Lo so, lo so che il bando è prescritto dalla legge. Ma insomma, parliamone... Tanto, per qualcuno la legge funzione a intermittenza.
Ad ogni modo: eccovi il comunicato di Piemonte dal Vivo.

Il comunicato di Piemonte dal Vivo

Il Consiglio di Amministrazione della Fondazione Piemonte dal Vivo, riunitosi il 6 dicembre, ha deliberato la nomina del dott. Matteo Negrin quale nuovo Direttore, scegliendo tra una rosa di candidati, selezionati dalla commissione esterna presieduta da Luca Dal Pozzolo - Osservatorio Culturale del Piemonte e Fondazione Fitzcarraldo, con i membri Cristina Giacobino - Assessorato alla Cultura della Regione Piemonte e Andrea Rebaglio - Fondazione Cariplo (qui confesso di non capire: commissione "esterna" a cosa?
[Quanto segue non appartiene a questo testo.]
//! Core types shared by the CRDT layer: update records and their origin.

use serde::{Deserialize, Serialize};

/// A CRDT update record, stored for history and sync purposes.
#[derive(Debug, Clone)]
pub struct CrdtUpdate {
    /// Unique identifier for this update (monotonic per document).
    pub update_id: i64,

    /// Name of the document this update belongs to (a node or document id).
    pub doc_name: String,

    /// Binary yrs update data.
    pub data: Vec<u8>,

    /// Unix timestamp when this update was created (milliseconds).
    pub timestamp: i64,

    /// Origin of this update (local edit, remote sync, etc).
    pub origin: UpdateOrigin,

    /// Device ID that created this update (for multi-device attribution).
    pub device_id: Option<String>,

    /// Human-readable device name (e.g. "MacBook Pro", "iPhone").
    pub device_name: Option<String>,
}

/// Origin of a CRDT update, used to distinguish local vs remote changes.
///
/// The undo manager only tracks transactions stamped `Local`; `applyUpdate`
/// calls for remote or sync-handshake data must never be stamped `Local`
/// (see spec §9, "Undo/redo").
#[derive(Debug, Clone, Copy, PartialEq, Eq, Serialize, Deserialize)]
pub enum UpdateOrigin {
    /// Update originated from local user action.
    Local,
    /// Update received from a remote peer via the synchronizer.
    Remote,
    /// Update applied during the initial sync handshake.
    Sync,
}

impl std::fmt::Display for UpdateOrigin {
    fn fmt(&self, f: &mut std::fmt::Formatter<'_>) -> std::fmt::Result {
        match self {
            UpdateOrigin::Local => write!(f, "local"),
            UpdateOrigin::Remote => write!(f, "remote"),
            UpdateOrigin::Sync => write!(f, "sync"),
        }
    }
}

impl std::str::FromStr for UpdateOrigin {
    type Err = String;

    fn from_str(s: &str) -> Result<Self, Self::Err> {
        match s {
            "local" => Ok(UpdateOrigin::Local),
            "remote" => Ok(UpdateOrigin::Remote),
            "sync" => Ok(UpdateOrigin::Sync),
            _ => Err(format!("unknown update origin: {s}")),
        }
    }
}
Boh. NdG).
"La commissione ha avuto ampio mandato di selezionare i profili più interessanti tra le 25 candidature pervenute – dichiara la presidente Anna Tripodi. - Tutti i profili selezionati erano di alto livello. Il Cda ha fatto una scelta premiando la continuità con la struttura. Questo momento di grande slancio progettuale, impresso da Paolo Cantù, deve continuare, utilizzando e valorizzando al meglio l’apporto di tutto lo staff".
Matteo Negrin subentra al direttore Paolo Cantù che termina il suo mandato triennale il 31 dicembre.
Matteo Negrin, 43 anni, è laureato con lode in Ermeneutica Filosofica presso l’Università di Torino e sempre con lode in Discipline Musicali al Conservatorio Ghedini di Cuneo. Progettista e manager della cultura, sviluppa dispositivi innovativi per il coinvolgimento di nuovi pubblici nella produzione e fruizione del prodotto culturale, mediante processi partecipati e strategie di inclusione al consumo culturale. Conclusa una carriera ventennale da compositore e musicista, ha lavorato negli ultimi anni per le principali fondazioni operanti in ambito culturale, tra cui dal 2016 la stessa Fondazione Piemonte dal Vivo, ideando format e progetti territoriali di grande successo. Docente e relatore in numerosi convegni nazionali e internazionali, ha scritto e pubblicato con regolarità soprattutto sui temi dell'innovazione sociale e culturale. È consigliere d'amministrazione della Fondazione Teatro Ragazzi e Giovani Onlus e Presidente dell'Agenzia per lo Sviluppo Locale di San Salvario.